Lucky for me and my health, my mom switched to primarily olive oil for cooking when I was a small child, after the Mediterranean Diet became popular. As a result, I used vegetable oil sparingly as an adult, though I still used it in baking, frying, and to make certain salad dressings. I thought that the high smoke point and neutral flavor of the oil was invaluable for certain applications, because that’s what some of the cooking websites said (note: It’s really not invaluable. It’s completely replaceable and the replacements usually work better).
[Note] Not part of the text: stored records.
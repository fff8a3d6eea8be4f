use std::path::Path;

use git2::{Oid, Repository, Signature, Time};

pub const NOTES_REF: &str = "refs/notes/review";

/// Bare repository for `project` under `base`, laid out as `<project>.git`.
pub fn init_project(base: &Path, project: &str) -> Result<Repository, String> {
    let path = base.join(format!("{project}.git"));
    Repository::init_bare(&path)
        .map_err(|err| format!("git init --bare failed for {path:?}: {err}"))
}

/// Append `count` commits to `refs/heads/<branch>`, returning them oldest first.
pub fn commit_chain(repo: &Repository, branch: &str, count: usize) -> Result<Vec<Oid>, String> {
    let refname = format!("refs/heads/{branch}");
    let sig = Signature::new("Dev", "dev@example.com", &Time::new(1_360_000_000, 0))
        .map_err(|err| format!("signature failed: {err}"))?;
    let mut parent = repo
        .find_reference(&refname)
        .ok()
        .and_then(|r| r.target());

    let mut out = Vec::with_capacity(count);
    for n in 0..count {
        let blob = repo
            .blob(format!("{branch} {n}\n").as_bytes())
            .map_err(|err| format!("write blob failed: {err}"))?;
        let mut builder = repo
            .treebuilder(None)
            .map_err(|err| format!("treebuilder failed: {err}"))?;
        builder
            .insert("file.txt", blob, 0o100644)
            .map_err(|err| format!("tree insert failed: {err}"))?;
        let tree_oid = builder
            .write()
            .map_err(|err| format!("tree write failed: {err}"))?;
        let tree = repo
            .find_tree(tree_oid)
            .map_err(|err| format!("find tree failed: {err}"))?;
        let parents = match parent {
            Some(oid) => vec![
                repo.find_commit(oid)
                    .map_err(|err| format!("find parent failed: {err}"))?,
            ],
            None => Vec::new(),
        };
        let parent_refs: Vec<_> = parents.iter().collect();
        let oid = repo
            .commit(
                Some(&refname),
                &sig,
                &sig,
                &format!("Change {n} on {branch}"),
                &tree,
                &parent_refs,
            )
            .map_err(|err| format!("commit failed: {err}"))?;
        out.push(oid);
        parent = Some(oid);
    }
    Ok(out)
}

pub fn notes_tip(repo: &Repository) -> Option<Oid> {
    repo.find_reference(NOTES_REF).ok().and_then(|r| r.target())
}

/// Note text for `commit`, read through libgit2's own notes lookup.
pub fn read_note(repo: &Repository, commit: Oid) -> Option<String> {
    repo.find_note(Some(NOTES_REF), commit)
        .ok()
        .and_then(|note| note.message().map(str::to_string))
}

/// Number of commits on the notes reference.
pub fn notes_history_len(repo: &Repository) -> usize {
    let Some(tip) = notes_tip(repo) else {
        return 0;
    };
    let mut walk = repo.revwalk().expect("revwalk");
    walk.push(tip).expect("push tip");
    walk.count()
}

/// Number of entries in the tree at the notes tip.
pub fn notes_tree_len(repo: &Repository) -> usize {
    let Some(tip) = notes_tip(repo) else {
        return 0;
    };
    repo.find_commit(tip)
        .and_then(|c| c.tree())
        .map(|t| t.len())
        .unwrap_or(0)
}
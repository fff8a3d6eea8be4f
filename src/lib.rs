#![forbid(unsafe_code)]

pub mod cli;
pub mod config;
pub mod core;
pub mod error;
pub mod export;
pub mod feed;
pub mod git;
pub mod listener;
mod paths;
pub mod progress;
pub mod telemetry;

pub use error::{Error, Transience};
pub type Result<T> = std::result::Result<T, Error>;

pub use crate::core::{
    AccountId, Approval, Change, ChangeId, ChangeKey, ChangeStatus, CommitId, CoreError,
    Identity, LabelDefinitions, NoteSettings, ProjectName, Timezone,
};
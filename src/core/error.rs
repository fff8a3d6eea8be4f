//! Core capability errors (parsing, validation, note formatting).
//!
//! These are domain/refusal states, not library implementation details.

use thiserror::Error;

use crate::error::Transience;

/// Invalid identifier read from the change feed or the command line.
#[derive(Debug, Error, Clone)]
#[non_exhaustive]
pub enum InvalidId {
    #[error("change id `{raw}` is invalid: {reason}")]
    Change { raw: String, reason: String },
    #[error("change key `{raw}` is invalid: {reason}")]
    ChangeKey { raw: String, reason: String },
    #[error("project name `{raw}` is invalid: {reason}")]
    Project { raw: String, reason: String },
    #[error("commit id `{raw}` is invalid: {reason}")]
    Commit { raw: String, reason: String },
    #[error("label `{raw}` is invalid: {reason}")]
    Label { raw: String, reason: String },
}

/// Canonical error enum for core capability.
#[derive(Debug, Error, Clone)]
#[non_exhaustive]
pub enum CoreError {
    #[error(transparent)]
    InvalidId(#[from] InvalidId),
    #[error("failed to format submission time: {0}")]
    DateFormat(String),
}

impl From<time::error::Format> for CoreError {
    fn from(err: time::error::Format) -> Self {
        CoreError::DateFormat(err.to_string())
    }
}

impl CoreError {
    pub fn transience(&self) -> Transience {
        // Core errors are pure domain/input failures.
        Transience::Permanent
    }
}
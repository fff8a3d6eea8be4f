//! Change feed: where merged changes come from.

mod jsonl;

use std::path::PathBuf;

use git2::Oid;
use thiserror::Error;

use crate::core::{Change, ProjectName};
use crate::error::Transience;

pub use jsonl::JsonlFeed;

/// Source of review metadata.
pub trait ChangeSource: Send + Sync {
    /// Every change whose status is merged.
    fn merged_changes(&self) -> Result<Vec<Change>, FeedError>;

    /// The merged change whose merge commit in `project` is `commit`.
    fn change_for_commit(
        &self,
        project: &ProjectName,
        commit: Oid,
    ) -> Result<Option<Change>, FeedError>;
}

/// The change feed could not be read.
#[derive(Debug, Error)]
#[non_exhaustive]
pub enum FeedError {
    #[error("failed to read {}: {source}", path.display())]
    Unavailable {
        path: PathBuf,
        #[source]
        source: std::io::Error,
    },

    #[error("line {line}: {source}")]
    Parse {
        line: usize,
        #[source]
        source: serde_json::Error,
    },
}

impl FeedError {
    pub fn transience(&self) -> Transience {
        match self {
            FeedError::Unavailable { .. } => Transience::Retryable,
            FeedError::Parse { .. } => Transience::Permanent,
        }
    }
}
//! Review note content.
//!
//! A note is a fixed sequence of `Header: value` lines, LF terminated:
//!
//! ```text
//! Change-Id: I8473b95934b5732ac55d26311a706c9c2bde9940
//! Code-Review+2: Jane Doe <jane@example.com>
//! Verified+1: Build Bot <ci@example.com>
//! Project: platform/core
//! Branch: refs/heads/main
//! Submitted-by: Jane Doe <jane@example.com>
//! Submitted-at: Mon, 04 Feb 2013 17:46:40 +0000
//! Reviewed-on: https://review.example.com/42
//! ```
//!
//! Content is a pure function of the change, the label order and
//! [`NoteSettings`], so rebuilding a note yields identical bytes.

use std::fmt::Display;

use time::OffsetDateTime;
use time::format_description::BorrowedFormatItem;
use time::macros::format_description;

use super::change::Change;
use super::error::CoreError;
use super::identity::Identity;
use super::label::{LabelDefinitions, decisive_approval, format_vote};
use super::timezone::Timezone;

const SUBMITTED_AT_FORMAT: &[BorrowedFormatItem<'static>] = format_description!(
    "[weekday repr:short], [day] [month repr:short] [year] [hour]:[minute]:[second] [offset_hour sign:mandatory][offset_minute]"
);

/// Server-wide settings that shape note content.
#[derive(Clone, Debug, PartialEq, Eq)]
pub struct NoteSettings {
    pub timezone: Timezone,
    pub anonymous_label: String,
    canonical_base_url: String,
}

impl NoteSettings {
    pub fn new(
        timezone: impl Into<Timezone>,
        anonymous_label: impl Into<String>,
        canonical_base_url: impl Into<String>,
    ) -> Self {
        let mut url = canonical_base_url.into();
        if !url.ends_with('/') {
            url.push('/');
        }
        Self {
            timezone: timezone.into(),
            anonymous_label: anonymous_label.into(),
            canonical_base_url: url,
        }
    }

    /// Base URL, always ending in `/`.
    pub fn canonical_base_url(&self) -> &str {
        &self.canonical_base_url
    }

    fn identity(&self, identity: &Identity) -> String {
        identity.display(&self.anonymous_label).to_string()
    }

    fn submitted_at(&self, at: OffsetDateTime) -> Result<String, CoreError> {
        Ok(self.timezone.localize(at)?.format(SUBMITTED_AT_FORMAT)?)
    }
}

/// Build the note text for one merged change.
pub fn build_note(
    change: &Change,
    labels: &LabelDefinitions,
    settings: &NoteSettings,
) -> Result<String, CoreError> {
    let mut out = String::new();

    header(&mut out, "Change-Id", &change.key);
    for label in labels.iter() {
        if let Some(approval) = decisive_approval(&change.approvals, label) {
            header(
                &mut out,
                format_args!("{label}{}", format_vote(approval.value)),
                settings.identity(&approval.account),
            );
        }
    }
    header(&mut out, "Project", &change.project);
    header(&mut out, "Branch", &change.branch);
    header(&mut out, "Submitted-by", settings.identity(&change.submitter));
    header(&mut out, "Submitted-at", settings.submitted_at(change.submitted_at)?);
    header(
        &mut out,
        "Reviewed-on",
        format_args!("{}{}", settings.canonical_base_url(), change.id),
    );

    Ok(out)
}

fn header(out: &mut String, name: impl Display, value: impl Display) {
    out.push_str(&format!("{name}: {value}\n"));
}
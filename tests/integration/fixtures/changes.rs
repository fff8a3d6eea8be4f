use std::io;
use std::path::{Path, PathBuf};

use git2::Oid;
use reviewnotes::config::Config;
use reviewnotes::export::ExportContext;
use reviewnotes::feed::{ChangeSource, FeedError};
use reviewnotes::{
    AccountId, Approval, Change, ChangeId, ChangeKey, ChangeStatus, CommitId, Identity,
    ProjectName,
};
use time::OffsetDateTime;

pub const SUBMITTED_AT: i64 = 1_360_000_000;
pub const BASE_URL: &str = "https://review.example.com";

pub fn jane() -> Identity {
    Identity::new(
        AccountId::new(1000),
        Some("Jane Doe".into()),
        Some("jane@x.com".into()),
    )
}

pub fn ci_bot() -> Identity {
    Identity::new(
        AccountId::new(1001),
        Some("CI Bot".into()),
        Some("ci@example.com".into()),
    )
}

pub fn change_key(id: u32) -> String {
    format!("I{id:040x}")
}

/// Merged change `id` in `project` whose merge commit is `commit`, approved
/// with Code-Review+2 by Jane and Verified+1 by the CI bot.
pub fn merged_change(id: u32, project: &str, commit: Oid) -> Change {
    Change {
        id: ChangeId::new(id).expect("change id"),
        key: ChangeKey::parse(&change_key(id)).expect("change key"),
        project: ProjectName::parse(project).expect("project"),
        branch: "refs/heads/main".to_string(),
        status: ChangeStatus::Merged,
        approvals: vec![
            Approval {
                label: "Verified".into(),
                value: 1,
                account: ci_bot(),
            },
            Approval {
                label: "Code-Review".into(),
                value: 2,
                account: jane(),
            },
        ],
        submitter: jane(),
        merge_commit: CommitId::parse(&commit.to_string()).expect("commit id"),
        submitted_at: OffsetDateTime::from_unix_timestamp(SUBMITTED_AT).expect("timestamp"),
    }
}

/// The note `merged_change(id, project, _)` renders to with default settings.
pub fn expected_note(id: u32, project: &str) -> String {
    format!(
        "Change-Id: {key}\n\
         Code-Review+2: Jane Doe <jane@x.com>\n\
         Verified+1: CI Bot <ci@example.com>\n\
         Project: {project}\n\
         Branch: refs/heads/main\n\
         Submitted-by: Jane Doe <jane@x.com>\n\
         Submitted-at: Mon, 04 Feb 2013 17:46:40 +0000\n\
         Reviewed-on: {BASE_URL}/{id}\n",
        key = change_key(id),
    )
}

pub fn config(base: &Path) -> Config {
    Config {
        base_path: base.to_path_buf(),
        canonical_base_url: BASE_URL.to_string(),
        ..Config::default()
    }
}

pub fn context(base: &Path) -> ExportContext {
    ExportContext::from_config(&config(base))
}

/// Write `changes` as a JSON Lines feed file and return its path.
pub fn write_feed(dir: &Path, changes: &[Change]) -> PathBuf {
    let path = dir.join("changes.jsonl");
    let mut contents = String::new();
    for change in changes {
        contents.push_str(&serde_json::to_string(change).expect("serialize change"));
        contents.push('\n');
    }
    std::fs::write(&path, contents).expect("write feed");
    path
}

/// A change feed whose backing database is gone.
pub struct UnavailableFeed;

impl ChangeSource for UnavailableFeed {
    fn merged_changes(&self) -> Result<Vec<Change>, FeedError> {
        Err(FeedError::Unavailable {
            path: PathBuf::from("/nonexistent/changes.jsonl"),
            source: io::Error::new(io::ErrorKind::NotFound, "database offline"),
        })
    }

    fn change_for_commit(
        &self,
        _project: &ProjectName,
        _commit: Oid,
    ) -> Result<Option<Change>, FeedError> {
        Ok(None)
    }
}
The Research That Changed Everything
But in my senior year of college, back when I thought I was going to go to grad school to become a dietitian, I was researching cooking oil. In one of my classes, we had talked about the American Heart Association’s endorsement of vegetable oil and about how saturated fats were terrible…but I had trouble believing that. People have used butter for a bazillion years, and we didn’t have heart disease until recently. In fact, my mom switched from margarine to butter when I was a little kid, and I recalled that both parents actually lost weight as a result.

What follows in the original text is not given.